I know FF VII gets an eye-roll from some people who aren't that crazy about the massive shadow it casts over other games that are about as good but which for one reason or another didn't have the massive mainstream success that FF VII did. It's true that it's not a perfect game, and I'm not going to argue that it is, but to me it's story is the most memorable out of any game I've played. Like a lot of games, it ultimately boils down to your basic "good defeats evil" story, but it's "good defeats evil" done especially well. It had a great setting, some memorable characters--even if somewhere a bit rough around the edges, perhaps, memorable villains, and Square used the newfound power of the Playstation and it's ability to play full-motion video to weave a fantastic story together.
Final Fantasy VII's intro is still one of the coolest sequences put together, in any medium, really. It foreshadows the story, with Aries appearing in a field of stars, it sets up the massive size of the truly impressive dieselpunk (seems like that's the term that fits best) creation that is Midgar, and gets you pumped up for starting the game proper, which begins as soon as you step off the train. Even with the break-neck opening, though, a big part of the genius of FF7's story is that it's true scale is hidden from you for the whole first act of the game. While you're in Midgar, it seems like the basic premise of the game is that the main antagonists are the head honchos at Shina Corp., and the goal of the game is to ecoterrorist your way around the city until you force a final confrontation, take out President Shinra, and liberate the city from the corporatocracy. If the game was merely that, it would still be pretty awesome, because as I said, Midgar is a pretty awesome creation, and it actually would've been cool to see even more of the city than what you did over the course of the game.
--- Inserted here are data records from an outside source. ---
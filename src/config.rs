use anyhow::{bail, Context, Result};
use serde::Deserialize;
use std::collections::HashMap;
use std::net::SocketAddr;
use std::path::Path;

/// Variables shared with the postgres container through `.env.db`.
/// They win over the TOML file so both containers read one source of truth.
const POSTGRES_OVERRIDES: &[(&str, &str)] = &[
    ("DATABASE_URL", "database.url"),
    ("POSTGRES_HOST", "database.host"),
    ("POSTGRES_PORT", "database.port"),
    ("POSTGRES_USER", "database.user"),
    ("POSTGRES_PASSWORD", "database.password"),
    ("POSTGRES_DB", "database.name"),
];

#[derive(Deserialize, Debug, Clone)]
pub struct Config {
    pub listen_addr: String,
    pub run_migrations: bool,
    pub database: DatabaseConfig,
    pub pricing: PricingConfig,
    pub auth: AuthConfig,
}

#[derive(Deserialize, Debug, Clone)]
pub struct DatabaseConfig {
    #[serde(default)]
    pub url: Option<String>,
    pub host: String,
    pub port: u16,
    pub user: String,
    pub password: String,
    pub name: String,
    pub pool_size: u32,
}

#[derive(Deserialize, Debug, Clone)]
pub struct PricingConfig {
    /// Multiplier applied to the cost price to get the lowest price a
    /// discounted product may sell at.
    pub loss_factor: f64,
}

#[derive(Deserialize, Debug, Clone)]
pub struct AuthConfig {
    pub admin_token: String,
}

impl DatabaseConfig {
    pub fn connection_url(&self) -> String {
        match &self.url {
            Some(url) if !url.is_empty() => url.clone(),
            _ => format!(
                "postgres://{}:{}@{}:{}/{}",
                self.user, self.password, self.host, self.port, self.name
            ),
        }
    }
}

impl Config {
    /// Loads configuration from an optional TOML file, `STORE__*` variables
    /// and the postgres variables of the current process environment.
    pub fn load<P: AsRef<Path>>(path: P) -> Result<Self> {
        Self::load_with_env(path, std::env::vars().collect())
    }

    pub fn load_with_env<P: AsRef<Path>>(path: P, env: HashMap<String, String>) -> Result<Self> {
        let config_path = path.as_ref();

        let mut builder = config::Config::builder()
            .set_default("listen_addr", "0.0.0.0:8000")?
            .set_default("run_migrations", true)?
            .set_default("database.host", "localhost")?
            .set_default("database.port", 5432)?
            .set_default("database.user", "postgres")?
            .set_default("database.password", "")?
            .set_default("database.name", "store")?
            .set_default("database.pool_size", 10)?
            .set_default("pricing.loss_factor", 1.0)?
            .set_default("auth.admin_token", "")?
            .add_source(
                config::File::from(config_path)
                    .format(config::FileFormat::Toml)
                    .required(false),
            )
            .add_source(
                config::Environment::with_prefix("STORE")
                    .separator("__")
                    .source(Some(env.clone())),
            );

        for (var, key) in POSTGRES_OVERRIDES {
            builder = builder.set_override_option(*key, env.get(*var).cloned())?;
        }

        let settings = builder
            .build()
            .with_context(|| format!("Failed to build configuration from path: {:?}", config_path))?;

        let config: Config = settings
            .try_deserialize()
            .with_context(|| format!("Failed to deserialize configuration from path: {:?}", config_path))?;
        config.validate()?;
        Ok(config)
    }

    pub fn socket_addr(&self) -> Result<SocketAddr> {
        self.listen_addr
            .parse()
            .with_context(|| format!("Invalid listen_addr format in config: {}", self.listen_addr))
    }

    fn validate(&self) -> Result<()> {
        self.socket_addr()?;
        if self.auth.admin_token.trim().is_empty() {
            bail!("auth.admin_token must be set (STORE__AUTH__ADMIN_TOKEN)");
        }
        if !self.pricing.loss_factor.is_finite() || self.pricing.loss_factor < 0.0 {
            bail!("pricing.loss_factor must be a non-negative number, got {}", self.pricing.loss_factor);
        }
        if self.database.pool_size == 0 {
            bail!("database.pool_size must be at least 1");
        }
        Ok(())
    }
}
Maybe five or so hours in, though, (depending on how fast you're going, of course) the game completely pulls the rug out from under you when President Shinra dies, but not by your hand. You then set out from Midgar and get ready to explore the rest of the world, and Cloud tells you in flashback about Sephiroth and you realize, if you managed to avoid spoilers by the time you'd played the game, that the first act of the game was a bit of sleight-of-hand and that the stakes are way higher than just the fate of the city. If you were someone who had played Final Fantasy games before FF VII, you likely figured the world map was going to show up sooner or later, but I could easily see someone who wasn't familiar with the series and its conventions being rather taken aback by the game completely opening up the way it does. What's cool, though, is that when you replay the game from the beginning again, you can catch little hints pop up here and there, like the guy in slums with the number tattoo who's mysteriously sick.
As I said in my best villain post, Sephiroth's backstory is kind of muddled a bit, and you really have to watch all of the optional cut-scenes concerning Jenova and Professor Hojo and Profressor Gast's experiments to really get the complete picture. Sephiroth nevertheless has a plethora of iconic moments, first and foremost being the scene where he razes Nibelheim to the ground and you watch him walking away through the flames. The game does a great job building up the legend of him before you really directly confront him. You don't run into him during the Shinra headquarters sequence, but you find his giant masamune run clean through the Shinra President's body. Later, as you're tracking across the marsh, you see the giant cobra that murders you if you run into it (if you're not over-leveled, that is) impaled on a giant pole. By the time he kills operatically descends, seemingly from the heavens, to kill Aries, (hey, I said spoilers, and seriously, you knew that at this point, didn't you?) he's already obtained a God-like omnipresence over the game long before he literally becomes God-like at it's conclusion.
The game's supporting cast, while perhaps not as diverse and as colorful as FF6's, is great in its own right, and each character is utilized well as a piece in the larger picture of the puzzle. Barrett has been criticized, not unjustly, as basically being a Mr. T clone and perhaps not the most progressive portrayal of a character who happens to be a large black man in history, but in between his "You better watch yo' spikey headed ass!" comments he shows real humanity, and another layer is added to his character when you reach Corel and play through the subplot with Dyne. Aries is great as the girl whose existence seems oxymoronic, an eternally sunny-eyed optimist who grows flowers all day in the middle of a giant, run-down cesspool. Cid is kind of a comic-relief character for a while ("Sit down and drink your goddamned tea!"), but has a genuinely emotional moment at the climax of his part of the story, when you complete his lifelong dream and launch the Shinra rocket into space and he presses his face right up against the porthole to take in the fullest possible view of the stars. Yuffie will piss you right the hell off when she steals your materia but is funny as hell.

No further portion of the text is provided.